SSD IOPS vs. queue depth

SSD sequential throughput vs. request size
The read/write ratio has larger impact to the SSDs than CMR HDDs. First, the “new” write generally needs more time than read, so more steps of the write operation than that of the read operation. Second, for a write-in-place update, an “erase” access is required. Therefore, the number of write steps relies on how full the drive is and whether the SSD controller shall erase the target cell (or even relocate some data by performing a more time-costly RMW access) before writing the new data.
Although the performance ratio of sequential to random access is not so high as the HDDs, sequentiality is still important because it contributes in minimizing erase operations via grouping write requests by blocks, optimizing both lifetime and I/O performance by reducing the number of erasures, and so on.
Access location: It significantly matters for HDD due to positioning time, while it doesn’t determine latency in NVM generally, although the access order matters.
Access size: Large and sequential requests are significantly faster than small and random requests. However, it has less impact to NVM. In fact, larger IO may pay an additional cost due to internal structures, although sequential access is still generally faster than random access in NVM.
Access type: HDD is usually either block- or file-based. Some object-based devices still use internal mapping between block and object. However, some NVMs can be byte-level. The object-level mapping is also more native than that of HDD. Read and write performances are likely to be different in many NVMs.

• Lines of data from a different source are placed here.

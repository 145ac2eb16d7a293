use std::collections::BTreeMap;

use chrono::{DateTime, Utc};

#[cfg(feature = "serde")]
use serde::{Deserialize, Serialize};

use crate::engine::TradingPair;
use crate::errors::{Error, Result};

/// Price and volume of one pair within a bar.
#[cfg_attr(feature = "serde", derive(Serialize, Deserialize))]
#[derive(Debug, Clone, Copy, PartialEq)]
pub struct Quote {
    /// Last traded price.
    pub price: f64,
    /// Traded volume in the bar.
    pub volume: f64,
}

/// One simulated time step: the quotes of every pair at `datetime`.
#[derive(Debug, Clone, PartialEq)]
pub struct Bar {
    datetime: DateTime<Utc>,
    quotes: BTreeMap<TradingPair, Quote>,
}

impl Bar {
    /// Creates a bar without quotes.
    pub fn new(datetime: DateTime<Utc>) -> Self {
        Self {
            datetime,
            quotes: BTreeMap::new(),
        }
    }

    /// Adds or replaces the quote of `pair`.
    pub fn with_quote(mut self, pair: TradingPair, price: f64, volume: f64) -> Self {
        self.insert(pair, Quote { price, volume });
        self
    }

    pub(crate) fn insert(&mut self, pair: TradingPair, quote: Quote) {
        self.quotes.insert(pair, quote);
    }

    /// Returns the bar time.
    pub fn datetime(&self) -> DateTime<Utc> {
        self.datetime
    }

    /// Returns the quote of `pair`, if any.
    pub fn quote(&self, pair: &TradingPair) -> Option<&Quote> {
        self.quotes.get(pair)
    }

    /// Returns an iterator over the quotes of the bar.
    pub fn quotes(&self) -> impl Iterator<Item = (&TradingPair, &Quote)> {
        self.quotes.iter()
    }
}

/// Field of a quote to read with [`BarData::current`].
#[derive(Debug, Clone, Copy, PartialEq, Eq)]
pub enum Field {
    /// Last traded price.
    Price,
    /// Traded volume.
    Volume,
}

/// Read-only view of the current bar handed to the algorithm.
#[derive(Debug, Clone, Copy)]
pub struct BarData<'b> {
    bar: &'b Bar,
}

impl<'b> From<&'b Bar> for BarData<'b> {
    fn from(bar: &'b Bar) -> Self {
        Self { bar }
    }
}

impl BarData<'_> {
    /// Returns the current value of `field` for `asset`.
    pub fn current(&self, asset: &TradingPair, field: Field) -> Result<f64> {
        let quote = self
            .bar
            .quote(asset)
            .ok_or_else(|| Error::PriceNotFound(asset.to_string()))?;
        Ok(match field {
            Field::Price => quote.price,
            Field::Volume => quote.volume,
        })
    }

    /// Returns the time of the current bar.
    pub fn current_dt(&self) -> DateTime<Utc> {
        self.bar.datetime()
    }
}

#[cfg(test)]
#[test]
fn current_price_and_volume() {
    let pair = TradingPair::new("btc_usdt", "bitfinex").unwrap();
    let bar = Bar::new(DateTime::default()).with_quote(pair.clone(), 100.5, 3.0);
    let data = BarData::from(&bar);

    assert_eq!(data.current(&pair, Field::Price).unwrap(), 100.5);
    assert_eq!(data.current(&pair, Field::Volume).unwrap(), 3.0);
    assert_eq!(data.current_dt(), DateTime::<Utc>::default());
}

#[cfg(test)]
#[test]
fn current_price_missing() {
    let pair = TradingPair::new("btc_usdt", "bitfinex").unwrap();
    let other = TradingPair::new("btc_usdt", "poloniex").unwrap();
    let bar = Bar::new(DateTime::default()).with_quote(pair, 100.0, 0.0);
    let data = BarData::from(&bar);

    assert!(matches!(
        data.current(&other, Field::Price),
        Err(Error::PriceNotFound(asset)) if asset == "btc_usdt@poloniex"
    ));
}
/// Ability names by ability index.
pub static ABILITY_NAMES: [&str; 78] = [
    "",
    "Stench",
    "Drizzle",
    "Speed Boost",
    "Battle Armor",
    "Sturdy",
    "Damp",
    "Limber",
    "Sand Veil",
    "Static",
    "Volt Absorb",
    "Water Absorb",
    "Oblivious",
    "Cloud Nine",
    "Compound Eyes",
    "Insomnia",
    "Color Change",
    "Immunity",
    "Flash Fire",
    "Shield Dust",
    "Own Tempo",
    "Suction Cups",
    "Intimidate",
    "Shadow Tag",
    "Rough Skin",
    "Wonder Guard",
    "Levitate",
    "Effect Spore",
    "Synchronize",
    "Clear Body",
    "Natural Cure",
    "Lightning Rod",
    "Serene Grace",
    "Swift Swim",
    "Chlorophyll",
    "Illuminate",
    "Trace",
    "Huge Power",
    "Poison Point",
    "Inner Focus",
    "Magma Armor",
    "Water Veil",
    "Magnet Pull",
    "Soundproof",
    "Rain Dish",
    "Sand Stream",
    "Pressure",
    "Thick Fat",
    "Early Bird",
    "Flame Body",
    "Run Away",
    "Keen Eye",
    "Hyper Cutter",
    "Pickup",
    "Truant",
    "Hustle",
    "Cute Charm",
    "Plus",
    "Minus",
    "Forecast",
    "Sticky Hold",
    "Shed Skin",
    "Guts",
    "Marvel Scale",
    "Liquid Ooze",
    "Overgrow",
    "Blaze",
    "Torrent",
    "Swarm",
    "Rock Head",
    "Drought",
    "Arena Trap",
    "Vital Spirit",
    "White Smoke",
    "Pure Power",
    "Shell Armor",
    "Cacophony",
    "Air Lock",
];
//! Checksum routines for every supported save layout.

use std::io::{self, Cursor};

use byteorder::{LittleEndian, ReadBytesExt};

/// Generation 1: complemented 8-bit sum of every byte in the range.
pub fn gen1_checksum(data: &[u8]) -> u8 {
    !data.iter().fold(0u8, |sum, byte| sum.wrapping_add(*byte))
}

/// Generation 2: 16-bit wrapping sum of every byte in the range.
pub fn gen2_checksum(data: &[u8]) -> u16 {
    data.iter()
        .fold(0u16, |sum, byte| sum.wrapping_add(u16::from(*byte)))
}

/// Generation 3 section checksum: 32-bit sum of little-endian words, with both
/// halves of the sum added together.
pub fn gen3_section_checksum(data: &[u8]) -> io::Result<u16> {
    if data.len() % 4 != 0 {
        return Err(io::ErrorKind::InvalidInput.into());
    }

    let mut checksum = 0u32;
    let mut cursor = Cursor::new(data);
    for _ in 0..(data.len() / 4) {
        let next_dword = cursor.read_u32::<LittleEndian>()?;
        checksum = checksum.wrapping_add(next_dword);
    }

    let checksum_lower = (checksum & 0xffff) as u16;
    let checksum_upper = (checksum >> 16) as u16;
    Ok(checksum_upper.wrapping_add(checksum_lower))
}

/// Generation 3 record checksum: 16-bit sum of the decrypted payload's
/// little-endian half-words.
pub fn pk3_checksum(payload: &[u8]) -> io::Result<u16> {
    let mut cursor = Cursor::new(payload);
    let mut checksum = 0u16;
    for _ in 0..(payload.len() / 2) {
        checksum = checksum.wrapping_add(cursor.read_u16::<LittleEndian>()?);
    }

    Ok(checksum)
}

Content: Some techniques, such as compression and reduplication, are content-dependent. They are not necessary for HDD due to the additional computational and IO resource usage, which may downgrade the HDD performance largely. Compared with the space saving, they may not be worthwhile. However, for NVM, these techniques can reduce the cost and improve the storage efficiency.
Timing: HDD usually caps at 300 IOPS, while some NVM devices may be 100 to 10000 times faster. The cache scheduler therefore has large difference.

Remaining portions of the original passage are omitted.